# Science:Infinite Series Module/Units/Unit 2/2.3 The Alternating Series Test/2.3.04 An Alternating Series Example

## Example

We now return to the example we presented at the beginning of the lesson:

$\sum _{k=1}^{\infty }{\frac {(-1)^{k}}{k}}$ We wish to determine whether it is convergent using the alternating series test.

## Complete Solution

### Step 1: Check to see if the alternating series test can be applied

We see that the terms ak = 1/k satisfy: ak+1 < ak. Moreover, the terms in the sequence alternate between positive and negative.

Therefore the alternating series test can be applied.

### Step 2: Apply the Alternating Series Test

$\lim _{k\rightarrow \infty }{\frac {1}{k}}=0$ The series is therefore convergent.

## Explanation of Each Step

### Step (1)

Given a general alternating series,

$\sum _{k=1}^{\infty }(-1)^{k}a_{k}$ we need only two criteria to apply the alternating series test for a given infinite series:

1. terms in the series must alternate between positive and negative
2. the terms in the sequence must be decreasing (in other words, ak < ak-1)

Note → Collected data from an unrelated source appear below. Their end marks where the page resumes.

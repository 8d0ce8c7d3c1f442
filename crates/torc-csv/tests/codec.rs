//! End-to-end decode/encode behavior.

use torc_csv::{CsvOptions, Record, decode, encode};

fn record(pairs: &[(&str, &str)]) -> Record {
    pairs
        .iter()
        .map(|(k, v)| ((*k).to_owned(), (*v).to_owned()))
        .collect()
}

#[test]
fn empty_and_whitespace_input_decode_to_empty_table() {
    let options = CsvOptions::default();
    assert!(decode("", &options).is_empty());
    assert!(decode("   ", &options).is_empty());
    assert!(decode("\n\n\n", &options).is_empty());
}

#[test]
fn header_only_input_decodes_to_empty_table() {
    assert!(decode("a,b,c", &CsvOptions::default()).is_empty());
}

#[test]
fn basic_table_decodes_in_order() {
    let table = decode("name,age,city\nJohn,25,NYC\nJane,30,LA", &CsvOptions::default());
    assert_eq!(
        table,
        vec![
            record(&[("name", "John"), ("age", "25"), ("city", "NYC")]),
            record(&[("name", "Jane"), ("age", "30"), ("city", "LA")]),
        ]
    );
}

#[test]
fn quoted_field_keeps_embedded_delimiter() {
    let table = decode(
        "name,description\nJohn,\"Hello, World\"",
        &CsvOptions::default(),
    );
    assert_eq!(
        table,
        vec![record(&[("name", "John"), ("description", "Hello, World")])]
    );
}

#[test]
fn doubled_quotes_decode_to_literal_quotes() {
    let table = decode(
        "name,quote\nJohn,\"He said \"\"Hello\"\"\"",
        &CsvOptions::default(),
    );
    assert_eq!(
        table,
        vec![record(&[("name", "John"), ("quote", "He said \"Hello\"")])]
    );
}

#[test]
fn mixed_line_endings_decode_like_plain_newlines() {
    let options = CsvOptions::default();
    let mixed = decode("a,b\r\n1,2\r3,4\n5,6", &options);
    let plain = decode("a,b\n1,2\n3,4\n5,6", &options);
    assert_eq!(mixed, plain);
    assert_eq!(mixed.len(), 3);
}

#[test]
fn blank_lines_are_dropped_by_default() {
    let table = decode("a,b\n\n1,2\n   \n3,4\n", &CsvOptions::default());
    assert_eq!(table.len(), 2);
}

#[test]
fn custom_delimiter_decodes() {
    let options = CsvOptions::default().with_delimiter(';');
    let table = decode("name;age\nJohn;25", &options);
    assert_eq!(table, vec![record(&[("name", "John"), ("age", "25")])]);
}

#[test]
fn encode_matches_expected_layout() {
    let table = vec![
        record(&[("name", "John"), ("age", "25"), ("city", "NYC")]),
        record(&[("name", "Jane"), ("age", "30"), ("city", "LA")]),
    ];
    assert_eq!(
        encode(&table, &CsvOptions::default()),
        "name,age,city\nJohn,25,NYC\nJane,30,LA"
    );
}

#[test]
fn decode_normalizes_whitespace_then_round_trips() {
    let options = CsvOptions::default();
    let original = "name , age\r\n John ,  25 \r Jane , 30 ";
    let once = decode(original, &options);
    let twice = decode(&encode(&once, &options), &options);
    assert_eq!(once, twice);
    assert_eq!(once[0].get("name"), Some("John"));
    assert_eq!(once[1].get("age"), Some("30"));
}
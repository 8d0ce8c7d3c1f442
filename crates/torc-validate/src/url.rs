//! HTTP/HTTPS URL validation.

use url::Url;

/// Check whether `input` is a well-formed HTTP or HTTPS URL.
///
/// Leading and trailing whitespace is ignored. With `https_only` set, plain
/// HTTP URLs are rejected. Beyond what the URL parser enforces, the host must
/// be present, free of empty labels, and contain at least one dot unless it
/// is `localhost`.
///
/// # Example
///
/// ```
/// use torc_validate::is_valid_url;
///
/// assert!(is_valid_url("https://www.example.com", false));
/// assert!(!is_valid_url("ftp://example.com", false));
/// assert!(!is_valid_url("http://example.com", true));
/// ```
pub fn is_valid_url(input: &str, https_only: bool) -> bool {
    let trimmed = input.trim();
    if trimmed.is_empty() {
        return false;
    }

    let Ok(url) = Url::parse(trimmed) else {
        return false;
    };

    match url.scheme() {
        "https" => {}
        "http" if !https_only => {}
        _ => return false,
    }

    let Some(host) = url.host_str() else {
        return false;
    };
    if host.is_empty() {
        return false;
    }
    if host.contains("..") || host.starts_with('.') || host.ends_with('.') {
        return false;
    }
    // Dotless hosts are rejected except for localhost.
    if host != "localhost" && !host.contains('.') {
        return false;
    }

    true
}

#[cfg(test)]
mod tests {
    use super::*;

    #[test]
    fn accepts_plain_http_and_https() {
        assert!(is_valid_url("https://www.example.com", false));
        assert!(is_valid_url("http://example.com", false));
        assert!(is_valid_url("https://example.com/path?query=1#frag", false));
    }

    #[test]
    fn rejects_other_schemes() {
        assert!(!is_valid_url("ftp://example.com", false));
        assert!(!is_valid_url("file:///etc/hosts", false));
        assert!(!is_valid_url("mailto:user@example.com", false));
    }

    #[test]
    fn https_only_rejects_http() {
        assert!(!is_valid_url("http://example.com", true));
        assert!(is_valid_url("https://example.com", true));
    }

    #[test]
    fn rejects_empty_and_garbage() {
        assert!(!is_valid_url("", false));
        assert!(!is_valid_url("   ", false));
        assert!(!is_valid_url("not a url", false));
        assert!(!is_valid_url("http://", false));
    }

    #[test]
    fn rejects_malformed_hosts() {
        assert!(!is_valid_url("http://example..com", false));
        assert!(!is_valid_url("http://example.com.", false));
    }

    #[test]
    fn localhost_is_the_only_dotless_host() {
        assert!(is_valid_url("http://localhost", false));
        assert!(is_valid_url("http://localhost:8080", false));
        assert!(!is_valid_url("http://intranet", false));
    }

    #[test]
    fn surrounding_whitespace_is_ignored() {
        assert!(is_valid_url("  https://example.com  ", false));
    }
}
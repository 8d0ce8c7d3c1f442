//! Email address validation.

use std::sync::LazyLock;

use regex::Regex;

/// Shape check: something@something.something with no whitespace or extra `@`.
static EMAIL_REGEX: LazyLock<Regex> = LazyLock::new(|| {
    Regex::new(r"^[^\s@]+@[^\s@]+\.[^\s@]+$").expect("invalid email regex")
});

/// DNS label rules for the strict domain check: alphanumeric edges, hyphens
/// allowed inside, at most 63 characters per label.
static DOMAIN_REGEX: LazyLock<Regex> = LazyLock::new(|| {
    Regex::new(
        r"^[a-zA-Z0-9]([a-zA-Z0-9-]{0,61}[a-zA-Z0-9])?(\.[a-zA-Z0-9]([a-zA-Z0-9-]{0,61}[a-zA-Z0-9])?)*$",
    )
    .expect("invalid domain regex")
});

/// Basic shape validation of an email address.
///
/// Surrounding whitespace is ignored.
pub fn is_valid_email(email: &str) -> bool {
    EMAIL_REGEX.is_match(email.trim())
}

/// Stricter validation on top of [`is_valid_email`]: RFC-style length limits
/// and common invalid patterns in the local part and domain.
pub fn is_valid_email_strict(email: &str) -> bool {
    if !is_valid_email(email) {
        return false;
    }

    let trimmed = email.trim();
    if trimmed.len() > 254 {
        return false;
    }

    // The basic regex guarantees exactly one `@`.
    let Some((local, domain)) = trimmed.split_once('@') else {
        return false;
    };

    if local.len() > 64 {
        return false;
    }
    if local.starts_with('.') || local.ends_with('.') || local.contains("..") {
        return false;
    }
    if domain.starts_with('-') || domain.ends_with('-') {
        return false;
    }

    DOMAIN_REGEX.is_match(domain)
}
//! Ordered string records.

use std::fmt;

use serde::de::{Deserializer, MapAccess, Visitor};
use serde::ser::{SerializeMap, Serializer};
use serde::{Deserialize, Serialize};

/// An ordered sequence of [`Record`]s sharing one column schema.
pub type Table = Vec<Record>;

/// One row of tabular data: an ordered mapping from column name to cell
/// value. Key order is insertion order, which is what the encoder uses to
/// derive column order from the first record.
///
/// Cell values are always strings; the decoder performs no type inference.
#[derive(Debug, Clone, Default, PartialEq, Eq)]
pub struct Record {
    fields: Vec<(String, String)>,
}

impl Record {
    pub fn new() -> Self {
        Self::default()
    }

    pub fn with_capacity(capacity: usize) -> Self {
        Self {
            fields: Vec::with_capacity(capacity),
        }
    }

    /// Insert a value under `key`. An existing key keeps its position and has
    /// its value replaced; a new key is appended.
    pub fn insert(&mut self, key: impl Into<String>, value: impl Into<String>) {
        let key = key.into();
        let value = value.into();
        if let Some(slot) = self.fields.iter_mut().find(|(k, _)| *k == key) {
            slot.1 = value;
        } else {
            self.fields.push((key, value));
        }
    }

    /// Look up the value stored under `key`.
    pub fn get(&self, key: &str) -> Option<&str> {
        self.fields
            .iter()
            .find(|(k, _)| k == key)
            .map(|(_, v)| v.as_str())
    }

    /// Column names in insertion order.
    pub fn keys(&self) -> impl Iterator<Item = &str> {
        self.fields.iter().map(|(k, _)| k.as_str())
    }

    /// Cell values in insertion order.
    pub fn values(&self) -> impl Iterator<Item = &str> {
        self.fields.iter().map(|(_, v)| v.as_str())
    }

    /// Key/value pairs in insertion order.
    pub fn iter(&self) -> impl Iterator<Item = (&str, &str)> {
        self.fields.iter().map(|(k, v)| (k.as_str(), v.as_str()))
    }

    pub fn len(&self) -> usize {
        self.fields.len()
    }

    pub fn is_empty(&self) -> bool {
        self.fields.is_empty()
    }
}

impl FromIterator<(String, String)> for Record {
    fn from_iter<I: IntoIterator<Item = (String, String)>>(iter: I) -> Self {
        let mut record = Record::new();
        for (key, value) in iter {
            record.insert(key, value);
        }
        record
    }
}

impl IntoIterator for Record {
    type Item = (String, String);
    type IntoIter = std::vec::IntoIter<(String, String)>;

    fn into_iter(self) -> Self::IntoIter {
        self.fields.into_iter()
    }
}

impl Serialize for Record {
    fn serialize<S>(&self, serializer: S) -> Result<S::Ok, S::Error>
    where
        S: Serializer,
    {
        let mut map = serializer.serialize_map(Some(self.fields.len()))?;
        for (key, value) in &self.fields {
            map.serialize_entry(key, value)?;
        }
        map.end()
    }
}

impl<'de> Deserialize<'de> for Record {
    fn deserialize<D>(deserializer: D) -> Result<Self, D::Error>
    where
        D: Deserializer<'de>,
    {
        deserializer.deserialize_map(RecordVisitor)
    }
}

struct RecordVisitor;

impl<'de> Visitor<'de> for RecordVisitor {
    type Value = Record;

    fn expecting(&self, formatter: &mut fmt::Formatter) -> fmt::Result {
        formatter.write_str("a map of column names to scalar cell values")
    }

    fn visit_map<A>(self, mut access: A) -> Result<Record, A::Error>
    where
        A: MapAccess<'de>,
    {
        let mut record = Record::with_capacity(access.size_hint().unwrap_or(0));
        while let Some((key, CellText(value))) = access.next_entry::<String, CellText>()? {
            record.insert(key, value);
        }
        Ok(record)
    }
}

/// Cell deserialization helper: accepts strings directly and stringifies
/// other scalars. Null becomes the empty string rather than the word "null".
struct CellText(String);

impl<'de> Deserialize<'de> for CellText {
    fn deserialize<D>(deserializer: D) -> Result<Self, D::Error>
    where
        D: Deserializer<'de>,
    {
        deserializer.deserialize_any(CellTextVisitor)
    }
}

struct CellTextVisitor;

impl<'de> Visitor<'de> for CellTextVisitor {
    type Value = CellText;

    fn expecting(&self, formatter: &mut fmt::Formatter) -> fmt::Result {
        formatter.write_str("a string, number, boolean, or null")
    }

    fn visit_str<E: serde::de::Error>(self, value: &str) -> Result<CellText, E> {
        Ok(CellText(value.to_owned()))
    }

    fn visit_string<E: serde::de::Error>(self, value: String) -> Result<CellText, E> {
        Ok(CellText(value))
    }

    fn visit_bool<E: serde::de::Error>(self, value: bool) -> Result<CellText, E> {
        Ok(CellText(value.to_string()))
    }

    fn visit_i64<E: serde::de::Error>(self, value: i64) -> Result<CellText, E> {
        Ok(CellText(value.to_string()))
    }

    fn visit_u64<E: serde::de::Error>(self, value: u64) -> Result<CellText, E> {
        Ok(CellText(value.to_string()))
    }

    fn visit_f64<E: serde::de::Error>(self, value: f64) -> Result<CellText, E> {
        Ok(CellText(value.to_string()))
    }

    fn visit_unit<E: serde::de::Error>(self) -> Result<CellText, E> {
        Ok(CellText(String::new()))
    }

    fn visit_none<E: serde::de::Error>(self) -> Result<CellText, E> {
        Ok(CellText(String::new()))
    }

    fn visit_some<D>(self, deserializer: D) -> Result<CellText, D::Error>
    where
        D: Deserializer<'de>,
    {
        deserializer.deserialize_any(CellTextVisitor)
    }
}

#[cfg(test)]
mod tests {
    use super::*;

    #[test]
    fn insert_preserves_order_and_replaces_in_place() {
        let mut record = Record::new();
        record.insert("name", "John");
        record.insert("age", "25");
        record.insert("name", "Jane");
        assert_eq!(record.len(), 2);
        assert_eq!(record.keys().collect::<Vec<_>>(), vec!["name", "age"]);
        assert_eq!(record.get("name"), Some("Jane"));
    }

    #[test]
    fn serializes_as_ordered_map() {
        let record: Record = [("b", "1"), ("a", "2")]
            .into_iter()
            .map(|(k, v)| (k.to_owned(), v.to_owned()))
            .collect();
        let json = serde_json::to_string(&record).unwrap();
        assert_eq!(json, r#"{"b":"1","a":"2"}"#);
    }

    #[test]
    fn deserializes_scalars_to_strings() {
        let record: Record =
            serde_json::from_str(r#"{"name":"John","age":25,"active":true,"note":null}"#).unwrap();
        assert_eq!(record.get("name"), Some("John"));
        assert_eq!(record.get("age"), Some("25"));
        assert_eq!(record.get("active"), Some("true"));
        assert_eq!(record.get("note"), Some(""));
    }
}
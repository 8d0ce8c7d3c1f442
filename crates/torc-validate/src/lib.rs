//! URL and email address validators.
//!
//! All validators answer with a plain `bool`; malformed input is simply
//! invalid, never an error.

pub mod email;
pub mod url;

pub use email::{is_valid_email, is_valid_email_strict};
pub use url::is_valid_url;
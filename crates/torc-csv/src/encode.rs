//! Table to text encoding.

use crate::options::CsvOptions;
use crate::record::Record;

/// Encode a sequence of records as delimited text.
///
/// Column order comes from the key order of the first record. A record
/// missing one of those keys contributes an empty string for it. Lines are
/// joined with `\n` regardless of the line endings any source text used.
///
/// An empty sequence encodes to an empty string.
pub fn encode(records: &[Record], options: &CsvOptions) -> String {
    let Some(first) = records.first() else {
        return String::new();
    };
    let headers: Vec<&str> = first.keys().collect();

    let mut lines = Vec::with_capacity(records.len() + 1);
    lines.push(encode_line(headers.iter().copied(), options));
    for record in records {
        let cells = headers.iter().map(|key| record.get(key).unwrap_or(""));
        lines.push(encode_line(cells, options));
    }
    lines.join("\n")
}

fn encode_line<'a>(fields: impl Iterator<Item = &'a str>, options: &CsvOptions) -> String {
    let mut line = String::new();
    for (idx, field) in fields.enumerate() {
        if idx > 0 {
            line.push(options.delimiter);
        }
        push_field(&mut line, field, options);
    }
    line
}

/// Append one field, quoting it when it contains the delimiter, the quote
/// character, or a line break (or unconditionally under `always_quote`).
/// Interior quote characters are doubled.
fn push_field(line: &mut String, field: &str, options: &CsvOptions) {
    let needs_quoting = options.always_quote
        || field.contains(options.delimiter)
        || field.contains(options.quote)
        || field.contains('\n')
        || field.contains('\r');

    if needs_quoting {
        line.push(options.quote);
        for ch in field.chars() {
            if ch == options.quote {
                line.push(options.quote);
            }
            line.push(ch);
        }
        line.push(options.quote);
    } else {
        line.push_str(field);
    }
}
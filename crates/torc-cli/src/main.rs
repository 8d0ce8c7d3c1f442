//! torc utility CLI.

use clap::{ColorChoice, Parser};
use std::io::{self, IsTerminal};
use torc_cli::logging::{LogConfig, LogFormat, init_logging};

mod cli;
mod commands;

use crate::cli::{Cli, Command, CsvCommand, LogFormatArg, ValidateCommand};
use crate::commands::{
    run_convert, run_from_json, run_temp, run_text, run_to_json, run_validate_email,
    run_validate_url, run_view,
};

fn main() {
    let cli = Cli::parse();
    cli.color.write_global();
    init_logging(&log_config_from_cli(&cli));

    let exit_code = match run(&cli) {
        Ok(code) => code,
        Err(error) => {
            eprintln!("error: {error:#}");
            1
        }
    };
    std::process::exit(exit_code);
}

fn run(cli: &Cli) -> anyhow::Result<i32> {
    match &cli.command {
        Command::Csv(command) => {
            match command {
                CsvCommand::View(args) => run_view(args)?,
                CsvCommand::ToJson(args) => run_to_json(args)?,
                CsvCommand::FromJson(args) => run_from_json(args)?,
                CsvCommand::Convert(args) => run_convert(args)?,
            }
            Ok(0)
        }
        Command::Validate(command) => {
            let all_valid = match command {
                ValidateCommand::Url(args) => run_validate_url(args),
                ValidateCommand::Email(args) => run_validate_email(args),
            };
            Ok(if all_valid { 0 } else { 1 })
        }
        Command::Temp(args) => {
            run_temp(args)?;
            Ok(0)
        }
        Command::Text(args) => {
            run_text(args);
            Ok(0)
        }
    }
}

/// Build logging configuration from CLI flags with consistent precedence.
fn log_config_from_cli(cli: &Cli) -> LogConfig {
    let mut config = LogConfig {
        level_filter: cli.verbosity.tracing_level_filter(),
        ..LogConfig::default()
    };
    config.use_env_filter = !cli.verbosity.is_present();
    config.format = match cli.log_format {
        LogFormatArg::Pretty => LogFormat::Pretty,
        LogFormatArg::Compact => LogFormat::Compact,
        LogFormatArg::Json => LogFormat::Json,
    };
    config.with_ansi = match cli.color.color {
        ColorChoice::Always => true,
        ColorChoice::Never => false,
        ColorChoice::Auto => io::stderr().is_terminal(),
    };
    config
}
//! Graph schema: node properties, relationships, and the Cypher statements
//! that declare constraints and indexes in the graph store.
//!
//! The store enforces these; this module only describes them. Every
//! `DateTime` property holds a canonical timestamp produced by
//! [`crate::date::normalize`].

use serde::Serialize;

use crate::types::EntityKind;

// ---------------------------------------------------------------------------
// Properties
// ---------------------------------------------------------------------------

#[derive(Debug, Clone, Copy, PartialEq, Eq, Hash, Serialize)]
#[serde(rename_all = "snake_case")]
pub enum PropertyType {
    String,
    Integer,
    Boolean,
    DateTime,
    /// `;`-separated in CSV, a list in the graph.
    StringList,
}

impl std::fmt::Display for PropertyType {
    fn fmt(&self, f: &mut std::fmt::Formatter<'_>) -> std::fmt::Result {
        match self {
            PropertyType::String => write!(f, "string"),
            PropertyType::Integer => write!(f, "integer"),
            PropertyType::Boolean => write!(f, "boolean"),
            PropertyType::DateTime => write!(f, "datetime"),
            PropertyType::StringList => write!(f, "string list"),
        }
    }
}

/// A node property and the constraints the store keeps on it.
#[derive(Debug, Clone, Copy, PartialEq, Eq, Serialize)]
pub struct Property {
    pub name: &'static str,
    pub ty: PropertyType,
    pub required: bool,
    pub unique: bool,
    pub indexed: bool,
}

impl Property {
    const fn new(name: &'static str, ty: PropertyType) -> Self {
        Self {
            name,
            ty,
            required: false,
            unique: false,
            indexed: false,
        }
    }

    const fn required(mut self) -> Self {
        self.required = true;
        self
    }

    const fn unique(mut self) -> Self {
        self.unique = true;
        self
    }

    const fn indexed(mut self) -> Self {
        self.indexed = true;
        self
    }
}

const ID: Property = Property::new("id", PropertyType::String).required().unique();
const CREATED_AT: Property = Property::new("createdAt", PropertyType::DateTime);
const UPDATED_AT: Property = Property::new("updatedAt", PropertyType::DateTime);

const JINGLE: &[Property] = &[
    ID,
    Property::new("title", PropertyType::String).indexed(),
    Property::new("timestamp", PropertyType::Integer),
    Property::new("comment", PropertyType::String),
    Property::new("isJinglazo", PropertyType::Boolean),
    Property::new("isPrecario", PropertyType::Boolean),
    Property::new("tags", PropertyType::StringList),
    CREATED_AT,
    UPDATED_AT,
];

const FABRICA: &[Property] = &[
    ID,
    Property::new("title", PropertyType::String).indexed(),
    Property::new("date", PropertyType::DateTime).required().indexed(),
    Property::new("youtubeUrl", PropertyType::String),
    Property::new("duration", PropertyType::Integer),
    CREATED_AT,
    UPDATED_AT,
];

const CANCION: &[Property] = &[
    ID,
    Property::new("title", PropertyType::String).indexed(),
    Property::new("album", PropertyType::String),
    Property::new("year", PropertyType::Integer),
    Property::new("genre", PropertyType::String),
    CREATED_AT,
    UPDATED_AT,
];

const ARTISTA: &[Property] = &[
    ID,
    Property::new("name", PropertyType::String).indexed(),
    Property::new("stageName", PropertyType::String),
    Property::new("nationality", PropertyType::String),
    Property::new("isArg", PropertyType::Boolean),
    CREATED_AT,
    UPDATED_AT,
];

const TEMATICA: &[Property] = &[
    ID,
    Property::new("name", PropertyType::String).indexed(),
    Property::new("category", PropertyType::String),
    Property::new("description", PropertyType::String),
    CREATED_AT,
    UPDATED_AT,
];

const USUARIO: &[Property] = &[
    ID,
    Property::new("email", PropertyType::String).required().unique(),
    Property::new("displayName", PropertyType::String),
    Property::new("role", PropertyType::String),
    CREATED_AT,
    UPDATED_AT,
    Property::new("lastLogin", PropertyType::DateTime),
];

/// Every declared property of `kind`, `id` first.
pub fn properties(kind: EntityKind) -> &'static [Property] {
    match kind {
        EntityKind::Jingle => JINGLE,
        EntityKind::Fabrica => FABRICA,
        EntityKind::Cancion => CANCION,
        EntityKind::Artista => ARTISTA,
        EntityKind::Tematica => TEMATICA,
        EntityKind::Usuario => USUARIO,
    }
}

pub fn property(kind: EntityKind, name: &str) -> Option<&'static Property> {
    properties(kind).iter().find(|p| p.name == name)
}

/// The `DateTime` properties of `kind`.
pub fn date_properties(kind: EntityKind) -> impl Iterator<Item = &'static Property> {
    properties(kind)
        .iter()
        .filter(|p| p.ty == PropertyType::DateTime)
}

// ---------------------------------------------------------------------------
// Relationships
// ---------------------------------------------------------------------------

#[derive(Debug, Clone, Copy, PartialEq, Eq, Serialize)]
pub struct Relationship {
    pub from: EntityKind,
    pub rel_type: &'static str,
    pub to: EntityKind,
}

pub const RELATIONSHIPS: &[Relationship] = &[
    Relationship {
        from: EntityKind::Jingle,
        rel_type: "APPEARS_IN",
        to: EntityKind::Fabrica,
    },
    Relationship {
        from: EntityKind::Jingle,
        rel_type: "VERSIONA",
        to: EntityKind::Cancion,
    },
    Relationship {
        from: EntityKind::Artista,
        rel_type: "JINGLERO_DE",
        to: EntityKind::Jingle,
    },
    Relationship {
        from: EntityKind::Artista,
        rel_type: "AUTOR_DE",
        to: EntityKind::Cancion,
    },
    Relationship {
        from: EntityKind::Jingle,
        rel_type: "TAGGED_WITH",
        to: EntityKind::Tematica,
    },
];

impl Relationship {
    /// Look up a relationship by type, case-insensitively.
    pub fn find(rel_type: &str) -> Option<&'static Relationship> {
        RELATIONSHIPS
            .iter()
            .find(|r| r.rel_type.eq_ignore_ascii_case(rel_type))
    }

    /// Batch statement linking existing nodes; `$rows` items carry `from` and `to` IDs.
    pub fn merge_statement(&self) -> String {
        format!(
            "UNWIND $rows AS row MATCH (a:{} {{id: row.from}}), (b:{} {{id: row.to}}) MERGE (a)-[:{}]->(b)",
            self.from.label(),
            self.to.label(),
            self.rel_type
        )
    }
}

impl std::fmt::Display for Relationship {
    fn fmt(&self, f: &mut std::fmt::Formatter<'_>) -> std::fmt::Result {
        write!(
            f,
            "({})-[:{}]->({})",
            self.from.label(),
            self.rel_type,
            self.to.label()
        )
    }
}

// ---------------------------------------------------------------------------
// Statements
// ---------------------------------------------------------------------------

/// Constraint and index statements for the whole graph.
///
/// Constraints come first, then indexes; within each group kinds follow
/// [`EntityKind::ALL`] and properties their declaration order. Every
/// statement is idempotent (`IF NOT EXISTS`).
pub fn schema_statements() -> Vec<String> {
    let mut constraints = Vec::new();
    let mut indexes = Vec::new();

    for kind in EntityKind::ALL {
        let label = kind.label();
        let name = kind.to_string();
        for p in properties(kind) {
            let snake = snake_case(p.name);
            if p.unique {
                constraints.push(format!(
                    "CREATE CONSTRAINT {name}_{snake}_unique IF NOT EXISTS FOR (n:{label}) REQUIRE n.{} IS UNIQUE",
                    p.name
                ));
            } else if p.required {
                constraints.push(format!(
                    "CREATE CONSTRAINT {name}_{snake}_exists IF NOT EXISTS FOR (n:{label}) REQUIRE n.{} IS NOT NULL",
                    p.name
                ));
            }
            if p.indexed {
                indexes.push(format!(
                    "CREATE INDEX {name}_{snake} IF NOT EXISTS FOR (n:{label}) ON (n.{})",
                    p.name
                ));
            }
        }
    }

    constraints.extend(indexes);
    constraints
}

/// Batch upsert keyed on `id`; `$rows` is [`crate::ImportReport::batch`].
pub fn merge_statement(kind: EntityKind) -> String {
    format!(
        "UNWIND $rows AS row MERGE (n:{} {{id: row.id}}) SET n += row",
        kind.label()
    )
}

fn snake_case(name: &str) -> String {
    let mut out = String::with_capacity(name.len() + 4);
    for c in name.chars() {
        if c.is_ascii_uppercase() {
            out.push('_');
            out.push(c.to_ascii_lowercase());
        } else {
            out.push(c);
        }
    }
    out
}
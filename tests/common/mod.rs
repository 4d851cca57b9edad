//! Shared test utilities for jingles integration harnesses.
//!
//! Import everything you need via `mod common; use common::*;` at the top of
//! each harness file.

pub mod assertions;
pub mod builders;
pub mod fixtures;

pub use assertions::*;
pub use builders::*;
pub use fixtures::*;
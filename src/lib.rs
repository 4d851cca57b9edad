//! jingles: catalogue import tooling.
//!
//! The binary is a thin shell over [`cli`]; every domain operation lives in
//! `jingles-core`, re-exported here so integration tests and benches can
//! import either crate.
//!
//! # Architecture
//!
//! ```text
//! jingles date    ──► date::normalize
//! jingles id      ──► ids::IdGenerator
//! jingles schema  ──► schema::schema_statements
//! jingles import  ──► import::Importer ──► JSON lines for the graph loader
//! ```

pub mod cli;

pub use jingles_core::*;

Our series meets these two criteria.

### Step (2)

The alternating series test on the general alternating series

$\sum _{k=1}^{\infty }(-1)^{k}a_{k}$ only requires that we evaluate

$\lim _{k\rightarrow \infty }a_{k}$ If the limit is zero, the series is convergent. In this case, the limit is zero, so our sequence is convergent.